**Task directions**
Which lines of the records below contain the word "flag"? Show each one.

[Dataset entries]

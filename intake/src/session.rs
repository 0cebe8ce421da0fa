//! Intake session state machine
//!
//! Owns the stage sequencing and all state accumulated for one visit.
//! Forward moves advance exactly one stage per successful operation, Back
//! moves exactly one stage backward, and reset returns to Welcome from
//! anywhere without clearing any other field. Course lists and
//! recommendations are only ever replaced wholesale by a backend response.

use shared::{CourseGroup, Department, Preferences, RecommendationRequest};

use crate::error::{IntakeError, IntakeResult};
use crate::types::TranscriptFile;

/// One step of the linear intake workflow
#[derive(Debug, Clone, Copy, PartialEq, Eq)]
pub enum Stage {
    Welcome,
    Upload,
    Review,
    Preferences,
    Results,
}

impl Stage {
    /// The stage a single Back action reaches, if any
    pub fn previous(self) -> Option<Stage> {
        match self {
            Stage::Welcome => None,
            Stage::Upload => Some(Stage::Welcome),
            Stage::Review => Some(Stage::Upload),
            Stage::Preferences => Some(Stage::Review),
            Stage::Results => Some(Stage::Preferences),
        }
    }
}

/// All state accumulated for one user's visit. Created fresh per visit,
/// lives entirely in memory, and is never persisted.
#[derive(Debug)]
pub struct Session {
    stage: Stage,
    department: Department,
    transcript: Option<TranscriptFile>,
    completed_courses: Vec<String>,
    preferences: Preferences,
    recommendations: Vec<CourseGroup>,
    is_loading: bool,
}

impl Session {
    pub fn new() -> Self {
        Self {
            stage: Stage::Welcome,
            department: Department::default(),
            transcript: None,
            completed_courses: Vec::new(),
            preferences: Preferences::default(),
            recommendations: Vec::new(),
            is_loading: false,
        }
    }

    pub fn stage(&self) -> Stage {
        self.stage
    }

    pub fn department(&self) -> Department {
        self.department
    }

    pub fn transcript(&self) -> Option<&TranscriptFile> {
        self.transcript.as_ref()
    }

    pub fn completed_courses(&self) -> &[String] {
        &self.completed_courses
    }

    pub fn preferences(&self) -> &Preferences {
        &self.preferences
    }

    pub fn recommendations(&self) -> &[CourseGroup] {
        &self.recommendations
    }

    /// True only while a parse or recommend request is in flight
    pub fn is_loading(&self) -> bool {
        self.is_loading
    }

    /// Welcome → Upload
    pub fn start(&mut self) -> IntakeResult<()> {
        self.require_stage(Stage::Welcome, "start")?;
        self.stage = Stage::Upload;
        Ok(())
    }

    /// Move exactly one stage backward
    pub fn back(&mut self) -> IntakeResult<()> {
        match self.stage.previous() {
            Some(previous) => {
                self.stage = previous;
                Ok(())
            }
            None => Err(IntakeError::InvalidTransition {
                stage: self.stage,
                action: "go back",
            }),
        }
    }

    /// The logo affordance: jump to Welcome from any stage. Every other
    /// field is retained; it simply sits unused until re-populated.
    pub fn reset(&mut self) {
        self.stage = Stage::Welcome;
    }

    /// Attach a transcript during Upload. Non-PDF files are rejected
    /// locally with no mutation and no network activity.
    pub fn attach_transcript(&mut self, file: TranscriptFile) -> IntakeResult<()> {
        self.require_stage(Stage::Upload, "attach a transcript")?;
        if !file.is_pdf() {
            return Err(IntakeError::InvalidFile {
                message: format!("{} is not a PDF transcript", file.name),
            });
        }
        self.transcript = Some(file);
        Ok(())
    }

    pub fn remove_transcript(&mut self) -> IntakeResult<()> {
        self.require_stage(Stage::Upload, "remove the transcript")?;
        self.transcript = None;
        Ok(())
    }

    /// The department is only editable while on the Upload stage
    pub fn set_department(&mut self, department: Department) -> IntakeResult<()> {
        self.require_stage(Stage::Upload, "change the department")?;
        self.department = department;
        Ok(())
    }

    /// Review → Preferences
    pub fn continue_to_preferences(&mut self) -> IntakeResult<()> {
        self.require_stage(Stage::Review, "continue")?;
        self.stage = Stage::Preferences;
        Ok(())
    }

    /// Guard and begin the parse request: Upload stage, transcript
    /// attached, nothing already in flight. Returns the transcript to
    /// upload with the loading flag set.
    pub(crate) fn begin_parse(&mut self) -> IntakeResult<&TranscriptFile> {
        if self.is_loading {
            return Err(IntakeError::RequestInFlight);
        }
        if self.stage != Stage::Upload {
            return Err(IntakeError::InvalidTransition {
                stage: self.stage,
                action: "submit a transcript",
            });
        }
        match self.transcript {
            Some(ref file) => {
                self.is_loading = true;
                Ok(file)
            }
            None => Err(IntakeError::InvalidFile {
                message: "no transcript attached".to_string(),
            }),
        }
    }

    /// Guard and begin the recommend request: Preferences stage, nothing
    /// in flight. Stores the submitted preference set and returns the
    /// self-contained request for the backend.
    pub(crate) fn begin_recommend(
        &mut self,
        preferences: Preferences,
    ) -> IntakeResult<RecommendationRequest> {
        if self.is_loading {
            return Err(IntakeError::RequestInFlight);
        }
        if self.stage != Stage::Preferences {
            return Err(IntakeError::InvalidTransition {
                stage: self.stage,
                action: "request recommendations",
            });
        }
        self.preferences = preferences;
        self.is_loading = true;
        Ok(RecommendationRequest {
            completed_courses: self.completed_courses.clone(),
            department: self.department,
            preferences: self.preferences.clone(),
        })
    }

    /// Wholesale replacement of the course list; the loading flag drops
    /// before the stage changes
    pub(crate) fn apply_parse_success(&mut self, courses: Vec<String>) {
        self.is_loading = false;
        self.completed_courses = courses;
        self.stage = Stage::Review;
    }

    /// Wholesale replacement of the recommendations
    pub(crate) fn apply_recommendations(&mut self, groups: Vec<CourseGroup>) {
        self.is_loading = false;
        self.recommendations = groups;
        self.stage = Stage::Results;
    }

    /// Failure path: drop the loading flag, leave everything else intact
    pub(crate) fn end_request(&mut self) {
        self.is_loading = false;
    }

    fn require_stage(&self, expected: Stage, action: &'static str) -> IntakeResult<()> {
        if self.stage != expected {
            return Err(IntakeError::InvalidTransition {
                stage: self.stage,
                action,
            });
        }
        Ok(())
    }
}

impl Default for Session {
    fn default() -> Self {
        Self::new()
    }
}

#[cfg(test)]
mod tests {
    use super::*;

    fn pdf() -> TranscriptFile {
        TranscriptFile::new("transcript.pdf", b"%PDF-1.7".to_vec())
    }

    #[test]
    fn starts_at_welcome_with_defaults() {
        let session = Session::new();
        assert_eq!(session.stage(), Stage::Welcome);
        assert_eq!(session.department(), Department::CivilEngineering);
        assert!(session.transcript().is_none());
        assert!(session.completed_courses().is_empty());
        assert!(session.recommendations().is_empty());
        assert!(!session.is_loading());
    }

    #[test]
    fn forward_moves_advance_one_stage() {
        let mut session = Session::new();
        session.start().unwrap();
        assert_eq!(session.stage(), Stage::Upload);

        session.attach_transcript(pdf()).unwrap();
        session.begin_parse().unwrap();
        session.apply_parse_success(vec!["MATH-101".into()]);
        assert_eq!(session.stage(), Stage::Review);

        session.continue_to_preferences().unwrap();
        assert_eq!(session.stage(), Stage::Preferences);

        session.begin_recommend(Preferences::default()).unwrap();
        session.apply_recommendations(vec![]);
        assert_eq!(session.stage(), Stage::Results);
    }

    #[test]
    fn no_stage_skipping() {
        let mut session = Session::new();
        assert!(matches!(
            session.continue_to_preferences(),
            Err(IntakeError::InvalidTransition { .. })
        ));
        assert!(matches!(
            session.begin_recommend(Preferences::default()),
            Err(IntakeError::InvalidTransition { .. })
        ));
        assert_eq!(session.stage(), Stage::Welcome);
    }

    #[test]
    fn back_moves_exactly_one_stage() {
        let mut session = Session::new();
        session.start().unwrap();
        session.attach_transcript(pdf()).unwrap();
        session.begin_parse().unwrap();
        session.apply_parse_success(vec![]);
        session.continue_to_preferences().unwrap();

        session.back().unwrap();
        assert_eq!(session.stage(), Stage::Review);
        session.back().unwrap();
        assert_eq!(session.stage(), Stage::Upload);
        session.back().unwrap();
        assert_eq!(session.stage(), Stage::Welcome);
        assert!(matches!(
            session.back(),
            Err(IntakeError::InvalidTransition { .. })
        ));
    }

    #[test]
    fn non_pdf_is_rejected_without_mutation() {
        let mut session = Session::new();
        session.start().unwrap();

        let result =
            session.attach_transcript(TranscriptFile::new("notes.docx", b"word".to_vec()));
        assert!(matches!(result, Err(IntakeError::InvalidFile { .. })));
        assert!(session.transcript().is_none());
        assert!(session.completed_courses().is_empty());
    }

    #[test]
    fn department_only_editable_during_upload() {
        let mut session = Session::new();
        assert!(session.set_department(Department::ComputerScience).is_err());

        session.start().unwrap();
        session.set_department(Department::ComputerScience).unwrap();
        assert_eq!(session.department(), Department::ComputerScience);

        session.attach_transcript(pdf()).unwrap();
        session.begin_parse().unwrap();
        session.apply_parse_success(vec![]);
        assert!(session.set_department(Department::CivilEngineering).is_err());
        assert_eq!(session.department(), Department::ComputerScience);
    }

    #[test]
    fn parse_requires_attached_transcript() {
        let mut session = Session::new();
        session.start().unwrap();
        assert!(matches!(
            session.begin_parse(),
            Err(IntakeError::InvalidFile { .. })
        ));
        assert!(!session.is_loading());
    }

    #[test]
    fn second_request_while_loading_is_rejected() {
        let mut session = Session::new();
        session.start().unwrap();
        session.attach_transcript(pdf()).unwrap();

        session.begin_parse().unwrap();
        assert!(session.is_loading());
        assert!(matches!(
            session.begin_parse(),
            Err(IntakeError::RequestInFlight)
        ));
    }

    #[test]
    fn failed_request_leaves_state_intact() {
        let mut session = Session::new();
        session.start().unwrap();
        session.attach_transcript(pdf()).unwrap();
        session.begin_parse().unwrap();

        session.end_request();
        assert!(!session.is_loading());
        assert_eq!(session.stage(), Stage::Upload);
        assert!(session.completed_courses().is_empty());
    }

    #[test]
    fn loading_is_false_whenever_stage_changes() {
        let mut session = Session::new();
        session.start().unwrap();
        session.attach_transcript(pdf()).unwrap();
        session.begin_parse().unwrap();
        session.apply_parse_success(vec!["MATH-101".into(), "PHYS-201".into()]);
        assert!(!session.is_loading());
        assert_eq!(session.completed_courses(), ["MATH-101", "PHYS-201"]);
    }

    #[test]
    fn reset_returns_to_welcome_and_clears_nothing() {
        let mut session = Session::new();
        session.start().unwrap();
        session.set_department(Department::ComputerScience).unwrap();
        session.attach_transcript(pdf()).unwrap();
        session.begin_parse().unwrap();
        session.apply_parse_success(vec!["CSE 1310".into()]);
        session.continue_to_preferences().unwrap();
        session.begin_recommend(Preferences::default()).unwrap();
        session.apply_recommendations(vec![CourseGroup {
            course_code: "CSE 2315".into(),
            course_name: "Discrete Structures".into(),
            professors: vec![],
        }]);
        assert_eq!(session.stage(), Stage::Results);

        session.reset();
        assert_eq!(session.stage(), Stage::Welcome);
        assert_eq!(session.department(), Department::ComputerScience);
        assert!(session.transcript().is_some());
        assert_eq!(session.completed_courses(), ["CSE 1310"]);
        assert_eq!(session.recommendations().len(), 1);

        // The old data stays inert: the flow restarts cleanly and the
        // stale recommendations are only replaced by the next response.
        session.start().unwrap();
        session.begin_parse().unwrap();
        session.apply_parse_success(vec!["CSE 1320".into()]);
        assert_eq!(session.stage(), Stage::Review);
        assert_eq!(session.completed_courses(), ["CSE 1320"]);
        assert_eq!(session.recommendations().len(), 1);
    }
}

**Solution**
    /// upload with the loading flag set.
    /// Wholesale replacement of the course list; the loading flag drops
    /// Failure path: drop the loading flag, leave everything else intact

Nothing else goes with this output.